Search the records below for the string "Layer" and report only the number of lines that contain it.

-- Opening Marker --

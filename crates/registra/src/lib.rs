//! Registra Domain Library
//!
//! Core domain types and interfaces for the Registra university-records
//! system.
//!
//! # Architecture
//!
//! This crate follows Clean Architecture / Hexagonal Architecture principles:
//!
//! - **Domain Layer** (`domain/`): Pure business entities and logic
//!   - `entities/`: Core domain models (Faculty, Group, Student, Lecture, ...)
//!   - `value_objects/`: Immutable value types (ids, Gender, Degree, MarkValue)
//!   - `errors`: Domain-specific error types
//!
//! - **Ports** (`ports/`): Abstract interfaces (traits)
//!   - `repositories/`: Data access interfaces, implemented by storage
//!     backends outside this crate
//!
//! # Usage
//!
//! ```rust,ignore
//! use registra::domain::{Student, Lecture, Mark};
//! use registra::ports::{StudentRepository, LectureRepository};
//! ```

pub mod domain;
pub mod ports;

// Re-export commonly used types
pub use domain::{
    Address, AddressId, Degree, Department, DepartmentId, DomainError, Duration, DurationId,
    Employee, Faculty, FacultyId, Gender, Group, GroupId, HasPerson, Lecture, LectureId,
    LectureRoom, LectureRoomId, Mark, MarkId, MarkValue, Person, PersonId, Record, Student,
    Subject, SubjectId, Teacher,
};
pub use ports::{
    AddressRepository, Crud, DepartmentRepository, DurationRepository, EmployeeRepository,
    FacultyRepository, GroupRepository, LectureRepository, LectureRoomRepository, MarkRepository,
    PersonDirectory, PersonRef, PersonRole, StudentRepository, SubjectRepository,
    TeacherRepository,
};
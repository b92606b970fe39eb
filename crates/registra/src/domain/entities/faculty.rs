//! Faculty - top-level academic division

use serde::{Deserialize, Serialize};

use crate::domain::value_objects::FacultyId;

use super::Record;

#[derive(Debug, Clone, PartialEq, Serialize, Deserialize)]
pub struct Faculty {
    pub id: FacultyId,
    pub name: String,
}

impl Faculty {
    /// Create a faculty that has not been persisted yet.
    pub fn new(name: impl Into<String>) -> Self {
        Self {
            id: FacultyId::UNSET,
            name: name.into(),
        }
    }
}

impl Record for Faculty {
    type Id = FacultyId;
    const KIND: &'static str = "faculty";

    fn id(&self) -> FacultyId {
        self.id
    }

    fn assign_id(&mut self, id: FacultyId) {
        self.id = id;
    }
}
//! In-memory implementation of the repository ports
//!
//! Reference backend used by the integration tests. State lives in
//! `BTreeMap`s behind a single `RwLock`. One id sequence covers every
//! entity, so person ids stay unique across student/employee/teacher roles;
//! the email rule's self-exclusion relies on that.

use std::collections::BTreeMap;
use std::sync::{RwLock, RwLockReadGuard, RwLockWriteGuard};

use async_trait::async_trait;

use registra::{
    Address, AddressId, AddressRepository, Crud, Department, DepartmentId, DepartmentRepository,
    DomainError, Duration, DurationId, DurationRepository, Employee, EmployeeRepository, Faculty,
    FacultyId, FacultyRepository, Group, GroupId, GroupRepository, HasPerson, Lecture, LectureId,
    LectureRepository, LectureRoom, LectureRoomId, LectureRoomRepository, Mark, MarkId,
    MarkRepository, MarkValue, Person, PersonDirectory, PersonId, PersonRef, PersonRole, Record,
    Student, StudentRepository, Subject, SubjectId, SubjectRepository, Teacher, TeacherRepository,
};

#[derive(Debug, Default)]
struct State {
    next_id: i64,
    faculties: BTreeMap<i64, Faculty>,
    departments: BTreeMap<i64, Department>,
    groups: BTreeMap<i64, Group>,
    subjects: BTreeMap<i64, Subject>,
    rooms: BTreeMap<i64, LectureRoom>,
    durations: BTreeMap<i64, Duration>,
    students: BTreeMap<i64, Student>,
    employees: BTreeMap<i64, Employee>,
    teachers: BTreeMap<i64, Teacher>,
    lectures: BTreeMap<i64, Lecture>,
    marks: BTreeMap<i64, Mark>,
    /// Address rows, keyed by the owning person id.
    addresses: BTreeMap<i64, Address>,
}

impl State {
    fn take_id(&mut self) -> i64 {
        self.next_id += 1;
        self.next_id
    }

    /// Assign ids to a person record and upsert its owned address row.
    fn persist_person(&mut self, person: &mut Person) {
        if person.id.is_unset() {
            person.id = PersonId(self.take_id());
        }
        person.address.person_id = person.id;
        if person.address.id.is_unset() {
            person.address.id = AddressId(self.take_id());
        }
        self.addresses.insert(person.id.0, person.address.clone());
    }

    fn person_exists(&self, id: PersonId) -> bool {
        self.students.contains_key(&id.0)
            || self.employees.contains_key(&id.0)
            || self.teachers.contains_key(&id.0)
    }
}

/// In-memory storage backend implementing every repository port.
#[derive(Debug, Default)]
pub struct MemoryStore {
    state: RwLock<State>,
}

impl MemoryStore {
    pub fn new() -> Self {
        Self::default()
    }

    /// Number of stored address rows. Tests use this to assert the merge
    /// rule keeps the person-address relation 1:1.
    pub fn address_rows(&self) -> usize {
        self.read().addresses.len()
    }

    fn read(&self) -> RwLockReadGuard<'_, State> {
        self.state.read().unwrap_or_else(|e| e.into_inner())
    }

    fn write(&self) -> RwLockWriteGuard<'_, State> {
        self.state.write().unwrap_or_else(|e| e.into_inner())
    }
}

/// CRUD over one plain entity map.
macro_rules! memory_crud {
    ($field:ident, $entity:ty, $id:ty) => {
        #[async_trait]
        impl Crud<$entity> for MemoryStore {
            async fn exists_by_id(&self, id: $id) -> Result<bool, DomainError> {
                Ok(self.read().$field.contains_key(&id.0))
            }

            async fn find_by_id(&self, id: $id) -> Result<Option<$entity>, DomainError> {
                Ok(self.read().$field.get(&id.0).cloned())
            }

            async fn find_all(&self) -> Result<Vec<$entity>, DomainError> {
                Ok(self.read().$field.values().cloned().collect())
            }

            async fn save(&self, mut entity: $entity) -> Result<$entity, DomainError> {
                let mut state = self.write();
                if entity.id().is_unset() {
                    let id = state.take_id();
                    entity.assign_id(<$id>::from(id));
                }
                state.$field.insert(entity.id().0, entity.clone());
                Ok(entity)
            }

            async fn delete_by_id(&self, id: $id) -> Result<(), DomainError> {
                self.write().$field.remove(&id.0);
                Ok(())
            }
        }
    };
}

/// CRUD over one person-role map; saves also persist the owned address row
/// and deletes drop it once no role still holds the id.
macro_rules! memory_person_crud {
    ($field:ident, $entity:ty) => {
        #[async_trait]
        impl Crud<$entity> for MemoryStore {
            async fn exists_by_id(&self, id: PersonId) -> Result<bool, DomainError> {
                Ok(self.read().$field.contains_key(&id.0))
            }

            async fn find_by_id(&self, id: PersonId) -> Result<Option<$entity>, DomainError> {
                Ok(self.read().$field.get(&id.0).cloned())
            }

            async fn find_all(&self) -> Result<Vec<$entity>, DomainError> {
                Ok(self.read().$field.values().cloned().collect())
            }

            async fn save(&self, mut entity: $entity) -> Result<$entity, DomainError> {
                let mut state = self.write();
                state.persist_person(entity.person_mut());
                state.$field.insert(entity.id().0, entity.clone());
                Ok(entity)
            }

            async fn delete_by_id(&self, id: PersonId) -> Result<(), DomainError> {
                let mut state = self.write();
                state.$field.remove(&id.0);
                if !state.person_exists(id) {
                    state.addresses.remove(&id.0);
                }
                Ok(())
            }
        }
    };
}

memory_crud!(faculties, Faculty, FacultyId);
memory_crud!(departments, Department, DepartmentId);
memory_crud!(groups, Group, GroupId);
memory_crud!(subjects, Subject, SubjectId);
memory_crud!(rooms, LectureRoom, LectureRoomId);
memory_crud!(durations, Duration, DurationId);
memory_crud!(lectures, Lecture, LectureId);
memory_crud!(marks, Mark, MarkId);

memory_person_crud!(students, Student);
memory_person_crud!(employees, Employee);
memory_person_crud!(teachers, Teacher);

impl FacultyRepository for MemoryStore {}
impl LectureRoomRepository for MemoryStore {}
impl DurationRepository for MemoryStore {}

#[async_trait]
impl DepartmentRepository for MemoryStore {
    async fn find_by_faculty(
        &self,
        faculty_id: FacultyId,
    ) -> Result<Vec<Department>, DomainError> {
        Ok(self
            .read()
            .departments
            .values()
            .filter(|d| d.faculty_id == faculty_id)
            .cloned()
            .collect())
    }
}

#[async_trait]
impl GroupRepository for MemoryStore {
    async fn find_by_department(
        &self,
        department_id: DepartmentId,
    ) -> Result<Vec<Group>, DomainError> {
        Ok(self
            .read()
            .groups
            .values()
            .filter(|g| g.department_id == department_id)
            .cloned()
            .collect())
    }
}

#[async_trait]
impl SubjectRepository for MemoryStore {
    async fn find_by_teacher(&self, teacher_id: PersonId) -> Result<Vec<Subject>, DomainError> {
        let state = self.read();
        let Some(teacher) = state.teachers.get(&teacher_id.0) else {
            return Ok(Vec::new());
        };
        Ok(state
            .subjects
            .values()
            .filter(|s| teacher.subject_ids.contains(&s.id))
            .cloned()
            .collect())
    }
}

#[async_trait]
impl StudentRepository for MemoryStore {
    async fn find_by_group(&self, group_id: GroupId) -> Result<Vec<Student>, DomainError> {
        Ok(self
            .read()
            .students
            .values()
            .filter(|s| s.group_id == group_id)
            .cloned()
            .collect())
    }
}

#[async_trait]
impl EmployeeRepository for MemoryStore {
    async fn find_by_department(
        &self,
        department_id: DepartmentId,
    ) -> Result<Vec<Employee>, DomainError> {
        Ok(self
            .read()
            .employees
            .values()
            .filter(|e| e.department_id == department_id)
            .cloned()
            .collect())
    }
}

#[async_trait]
impl TeacherRepository for MemoryStore {
    async fn find_by_subject(&self, subject_id: SubjectId) -> Result<Vec<Teacher>, DomainError> {
        Ok(self
            .read()
            .teachers
            .values()
            .filter(|t| t.teaches(subject_id))
            .cloned()
            .collect())
    }
}

#[async_trait]
impl LectureRepository for MemoryStore {
    async fn exists_overlapping(
        &self,
        candidate: &Lecture,
        exclude: Option<LectureId>,
    ) -> Result<bool, DomainError> {
        Ok(self
            .read()
            .lectures
            .values()
            .any(|other| Some(other.id) != exclude && candidate.conflicts_with(other)))
    }

    async fn find_by_teacher(&self, teacher_id: PersonId) -> Result<Vec<Lecture>, DomainError> {
        Ok(self
            .read()
            .lectures
            .values()
            .filter(|l| l.teacher_id == teacher_id)
            .cloned()
            .collect())
    }

    async fn find_by_room(&self, room_id: LectureRoomId) -> Result<Vec<Lecture>, DomainError> {
        Ok(self
            .read()
            .lectures
            .values()
            .filter(|l| l.room_id == room_id)
            .cloned()
            .collect())
    }

    async fn find_by_group(&self, group_id: GroupId) -> Result<Vec<Lecture>, DomainError> {
        Ok(self
            .read()
            .lectures
            .values()
            .filter(|l| l.group_ids.contains(&group_id))
            .cloned()
            .collect())
    }

    async fn find_by_subject(&self, subject_id: SubjectId) -> Result<Vec<Lecture>, DomainError> {
        Ok(self
            .read()
            .lectures
            .values()
            .filter(|l| l.subject_id == subject_id)
            .cloned()
            .collect())
    }

    async fn find_by_duration(&self, duration_id: DurationId) -> Result<Vec<Lecture>, DomainError> {
        Ok(self
            .read()
            .lectures
            .values()
            .filter(|l| l.duration_id == duration_id)
            .cloned()
            .collect())
    }
}

#[async_trait]
impl MarkRepository for MemoryStore {
    async fn exists_same_mark(
        &self,
        value: MarkValue,
        student_id: PersonId,
        subject_id: SubjectId,
        exclude: Option<MarkId>,
    ) -> Result<bool, DomainError> {
        let probe = Mark::new(student_id, subject_id, value);
        Ok(self
            .read()
            .marks
            .values()
            .any(|m| Some(m.id) != exclude && m.duplicates(&probe)))
    }

    async fn find_by_student(&self, student_id: PersonId) -> Result<Vec<Mark>, DomainError> {
        Ok(self
            .read()
            .marks
            .values()
            .filter(|m| m.student_id == student_id)
            .cloned()
            .collect())
    }

    async fn find_by_subject(&self, subject_id: SubjectId) -> Result<Vec<Mark>, DomainError> {
        Ok(self
            .read()
            .marks
            .values()
            .filter(|m| m.subject_id == subject_id)
            .cloned()
            .collect())
    }
}

#[async_trait]
impl PersonDirectory for MemoryStore {
    async fn find_by_email(&self, email: &str) -> Result<Option<PersonRef>, DomainError> {
        let state = self.read();
        if let Some(s) = state.students.values().find(|s| s.person.email == email) {
            return Ok(Some(PersonRef {
                id: s.person.id,
                role: PersonRole::Student,
            }));
        }
        if let Some(e) = state.employees.values().find(|e| e.person.email == email) {
            return Ok(Some(PersonRef {
                id: e.person.id,
                role: PersonRole::Employee,
            }));
        }
        if let Some(t) = state
            .teachers
            .values()
            .find(|t| t.employee.person.email == email)
        {
            return Ok(Some(PersonRef {
                id: t.employee.person.id,
                role: PersonRole::Teacher,
            }));
        }
        Ok(None)
    }
}

#[async_trait]
impl AddressRepository for MemoryStore {
    async fn find_by_person_id(
        &self,
        person_id: PersonId,
    ) -> Result<Option<Address>, DomainError> {
        Ok(self.read().addresses.get(&person_id.0).cloned())
    }
}
//! Application Layer (Use Cases)
//!
//! One lifecycle service per entity kind, all instantiations of the
//! template in [`lifecycle`], plus the shared consistency rules in
//! [`rules`].

mod department_service;
mod duration_service;
mod employee_service;
mod faculty_service;
mod group_service;
mod lecture_room_service;
mod lecture_service;
mod lifecycle;
mod mark_service;
pub mod rules;
mod student_service;
mod subject_service;
mod teacher_service;

pub use department_service::DepartmentService;
pub use duration_service::DurationService;
pub use employee_service::EmployeeService;
pub use faculty_service::FacultyService;
pub use group_service::GroupService;
pub use lecture_room_service::LectureRoomService;
pub use lecture_service::LectureService;
pub use lifecycle::LifecycleService;
pub use mark_service::MarkService;
pub use rules::{AddressMerge, EmailUniqueness};
pub use student_service::StudentService;
pub use subject_service::SubjectService;
pub use teacher_service::TeacherService;
//! Address merge rule
//!
//! Every person owns exactly one address row. Update payloads arrive with a
//! fresh address value; adopting the stored row's ids makes the subsequent
//! save overwrite that row instead of inserting a second one.

use std::sync::Arc;

use registra::{AddressRepository, DomainError, Person};

/// Keeps the person-address relation 1:1 across updates.
pub struct AddressMerge {
    addresses: Arc<dyn AddressRepository>,
}

impl AddressMerge {
    pub fn new(addresses: Arc<dyn AddressRepository>) -> Self {
        Self { addresses }
    }

    /// Point the payload's address at the row already stored for this
    /// person, if any. On create no row exists yet and the payload passes
    /// through untouched.
    pub async fn apply(&self, person: &mut Person) -> Result<(), DomainError> {
        if let Some(stored) = self.addresses.find_by_person_id(person.id).await? {
            person.address.id = stored.id;
            person.address.person_id = stored.person_id;
        }
        Ok(())
    }
}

-- Closing Marker --

Response below:
2